WHAT IS BEING ASKED:
Copy exactly, please, each line of the data below until the line that contains "real node can" has been copied, beginning at the top.

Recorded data
BEGIN
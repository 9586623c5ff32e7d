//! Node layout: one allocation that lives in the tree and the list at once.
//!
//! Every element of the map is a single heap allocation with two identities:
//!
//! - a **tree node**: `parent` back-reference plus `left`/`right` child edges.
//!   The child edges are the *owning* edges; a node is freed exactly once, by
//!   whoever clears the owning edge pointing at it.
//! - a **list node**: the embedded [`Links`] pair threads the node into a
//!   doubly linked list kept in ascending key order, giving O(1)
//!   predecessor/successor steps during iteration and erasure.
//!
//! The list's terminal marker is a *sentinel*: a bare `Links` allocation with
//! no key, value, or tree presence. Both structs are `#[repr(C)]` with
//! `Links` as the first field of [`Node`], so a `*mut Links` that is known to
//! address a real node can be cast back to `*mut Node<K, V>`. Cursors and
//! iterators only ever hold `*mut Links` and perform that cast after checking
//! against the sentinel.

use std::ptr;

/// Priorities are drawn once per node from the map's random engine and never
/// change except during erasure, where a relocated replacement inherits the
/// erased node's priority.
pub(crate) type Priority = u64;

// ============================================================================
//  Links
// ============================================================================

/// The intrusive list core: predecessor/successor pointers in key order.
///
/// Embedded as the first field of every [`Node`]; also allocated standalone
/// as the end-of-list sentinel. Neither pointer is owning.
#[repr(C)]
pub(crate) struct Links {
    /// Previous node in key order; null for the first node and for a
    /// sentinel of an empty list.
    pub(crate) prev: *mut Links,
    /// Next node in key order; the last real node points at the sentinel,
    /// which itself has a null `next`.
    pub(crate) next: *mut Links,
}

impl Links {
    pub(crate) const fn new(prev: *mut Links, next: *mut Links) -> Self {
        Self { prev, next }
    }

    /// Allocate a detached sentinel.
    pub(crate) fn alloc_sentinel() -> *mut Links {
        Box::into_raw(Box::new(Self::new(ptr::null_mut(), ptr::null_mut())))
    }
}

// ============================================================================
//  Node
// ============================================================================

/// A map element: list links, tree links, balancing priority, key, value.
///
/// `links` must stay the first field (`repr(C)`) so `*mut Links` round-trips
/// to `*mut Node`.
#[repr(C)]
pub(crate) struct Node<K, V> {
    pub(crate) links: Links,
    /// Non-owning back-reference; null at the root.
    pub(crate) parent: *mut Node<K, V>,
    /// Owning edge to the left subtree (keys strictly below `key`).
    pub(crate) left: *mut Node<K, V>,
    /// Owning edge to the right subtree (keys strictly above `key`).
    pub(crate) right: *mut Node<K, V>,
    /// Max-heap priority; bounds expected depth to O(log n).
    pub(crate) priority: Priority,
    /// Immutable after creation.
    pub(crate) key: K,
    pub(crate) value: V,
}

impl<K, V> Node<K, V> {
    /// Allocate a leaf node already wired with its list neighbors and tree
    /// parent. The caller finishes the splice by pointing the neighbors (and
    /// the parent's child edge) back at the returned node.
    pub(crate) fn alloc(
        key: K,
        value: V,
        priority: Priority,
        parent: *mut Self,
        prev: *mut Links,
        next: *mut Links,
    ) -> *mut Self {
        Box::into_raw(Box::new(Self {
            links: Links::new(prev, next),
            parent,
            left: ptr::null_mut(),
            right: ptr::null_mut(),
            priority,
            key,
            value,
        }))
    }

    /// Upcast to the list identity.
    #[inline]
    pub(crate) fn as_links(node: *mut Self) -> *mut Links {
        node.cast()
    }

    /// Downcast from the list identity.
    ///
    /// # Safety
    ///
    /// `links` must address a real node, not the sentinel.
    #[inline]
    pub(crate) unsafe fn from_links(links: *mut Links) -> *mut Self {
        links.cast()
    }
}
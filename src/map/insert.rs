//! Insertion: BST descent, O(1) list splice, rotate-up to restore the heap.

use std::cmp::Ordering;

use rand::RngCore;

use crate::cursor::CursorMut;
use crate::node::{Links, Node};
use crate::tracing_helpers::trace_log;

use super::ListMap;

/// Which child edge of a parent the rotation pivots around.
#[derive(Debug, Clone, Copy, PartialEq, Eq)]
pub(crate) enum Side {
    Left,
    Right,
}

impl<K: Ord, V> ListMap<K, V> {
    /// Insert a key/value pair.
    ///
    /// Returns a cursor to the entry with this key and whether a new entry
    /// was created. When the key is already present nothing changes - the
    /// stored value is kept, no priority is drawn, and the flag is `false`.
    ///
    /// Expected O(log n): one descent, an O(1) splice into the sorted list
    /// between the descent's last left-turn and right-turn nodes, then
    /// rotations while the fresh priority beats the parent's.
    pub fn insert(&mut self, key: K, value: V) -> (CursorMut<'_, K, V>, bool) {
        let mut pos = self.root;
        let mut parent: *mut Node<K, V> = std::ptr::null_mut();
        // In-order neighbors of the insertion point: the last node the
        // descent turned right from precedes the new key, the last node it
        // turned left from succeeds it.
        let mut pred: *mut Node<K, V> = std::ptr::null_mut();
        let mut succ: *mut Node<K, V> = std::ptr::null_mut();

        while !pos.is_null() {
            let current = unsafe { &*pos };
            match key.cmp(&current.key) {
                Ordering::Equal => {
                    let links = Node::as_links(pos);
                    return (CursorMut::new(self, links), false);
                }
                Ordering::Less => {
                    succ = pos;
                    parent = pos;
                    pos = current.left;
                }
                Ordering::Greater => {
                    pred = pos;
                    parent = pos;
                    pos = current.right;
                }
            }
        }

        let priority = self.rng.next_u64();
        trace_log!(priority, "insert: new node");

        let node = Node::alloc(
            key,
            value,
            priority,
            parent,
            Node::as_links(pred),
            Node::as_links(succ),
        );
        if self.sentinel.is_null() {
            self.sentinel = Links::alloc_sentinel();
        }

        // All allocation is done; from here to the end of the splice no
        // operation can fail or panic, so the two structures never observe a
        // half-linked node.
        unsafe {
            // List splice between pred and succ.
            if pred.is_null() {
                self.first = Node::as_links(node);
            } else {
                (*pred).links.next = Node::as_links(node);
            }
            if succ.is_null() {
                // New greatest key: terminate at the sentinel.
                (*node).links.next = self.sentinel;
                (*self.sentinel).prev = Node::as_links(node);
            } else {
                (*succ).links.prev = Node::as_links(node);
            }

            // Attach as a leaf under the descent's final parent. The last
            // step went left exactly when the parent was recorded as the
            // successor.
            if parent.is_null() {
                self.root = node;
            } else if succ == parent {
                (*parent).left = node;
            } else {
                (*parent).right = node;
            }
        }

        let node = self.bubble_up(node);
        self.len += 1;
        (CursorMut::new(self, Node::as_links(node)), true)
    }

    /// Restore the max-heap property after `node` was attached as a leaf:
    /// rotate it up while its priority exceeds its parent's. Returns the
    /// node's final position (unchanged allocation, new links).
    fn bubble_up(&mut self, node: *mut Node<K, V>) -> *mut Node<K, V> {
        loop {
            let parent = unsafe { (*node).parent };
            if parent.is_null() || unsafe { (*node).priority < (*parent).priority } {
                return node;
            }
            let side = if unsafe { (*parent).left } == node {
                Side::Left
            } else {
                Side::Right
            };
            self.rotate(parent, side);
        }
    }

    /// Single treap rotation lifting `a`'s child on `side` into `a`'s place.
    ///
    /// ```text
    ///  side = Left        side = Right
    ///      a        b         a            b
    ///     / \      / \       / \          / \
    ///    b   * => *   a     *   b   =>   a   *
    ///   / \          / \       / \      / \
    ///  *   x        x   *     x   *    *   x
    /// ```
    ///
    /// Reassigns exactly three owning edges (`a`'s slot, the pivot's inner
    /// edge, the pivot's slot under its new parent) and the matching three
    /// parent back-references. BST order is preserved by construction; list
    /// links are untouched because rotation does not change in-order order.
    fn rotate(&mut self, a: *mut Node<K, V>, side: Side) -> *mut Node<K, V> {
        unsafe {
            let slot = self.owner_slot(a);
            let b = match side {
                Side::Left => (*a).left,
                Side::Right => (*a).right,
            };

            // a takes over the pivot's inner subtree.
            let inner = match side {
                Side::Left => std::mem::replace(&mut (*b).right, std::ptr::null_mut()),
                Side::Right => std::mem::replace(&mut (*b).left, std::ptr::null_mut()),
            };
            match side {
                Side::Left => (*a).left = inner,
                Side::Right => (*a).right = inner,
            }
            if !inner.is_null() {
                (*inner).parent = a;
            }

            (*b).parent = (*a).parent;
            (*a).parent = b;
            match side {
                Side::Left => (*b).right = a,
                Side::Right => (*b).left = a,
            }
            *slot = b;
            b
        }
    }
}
END
TASK ANSWER:
repository 9586623c5ff32e7d
//! Node layout: one allocation that lives in the tree and the list at once.
//!
//! Every element of the map is a single heap allocation with two identities:
//!
//! - a **tree node**: `parent` back-reference plus `left`/`right` child edges.
//!   The child edges are the *owning* edges; a node is freed exactly once, by
//!   whoever clears the owning edge pointing at it.
//! - a **list node**: the embedded [`Links`] pair threads the node into a
//!   doubly linked list kept in ascending key order, giving O(1)
//!   predecessor/successor steps during iteration and erasure.
//!
//! The list's terminal marker is a *sentinel*: a bare `Links` allocation with
//! no key, value, or tree presence. Both structs are `#[repr(C)]` with
//! `Links` as the first field of [`Node`], so a `*mut Links` that is known to
//! address a real node can be cast back to `*mut Node<K, V>`. Cursors and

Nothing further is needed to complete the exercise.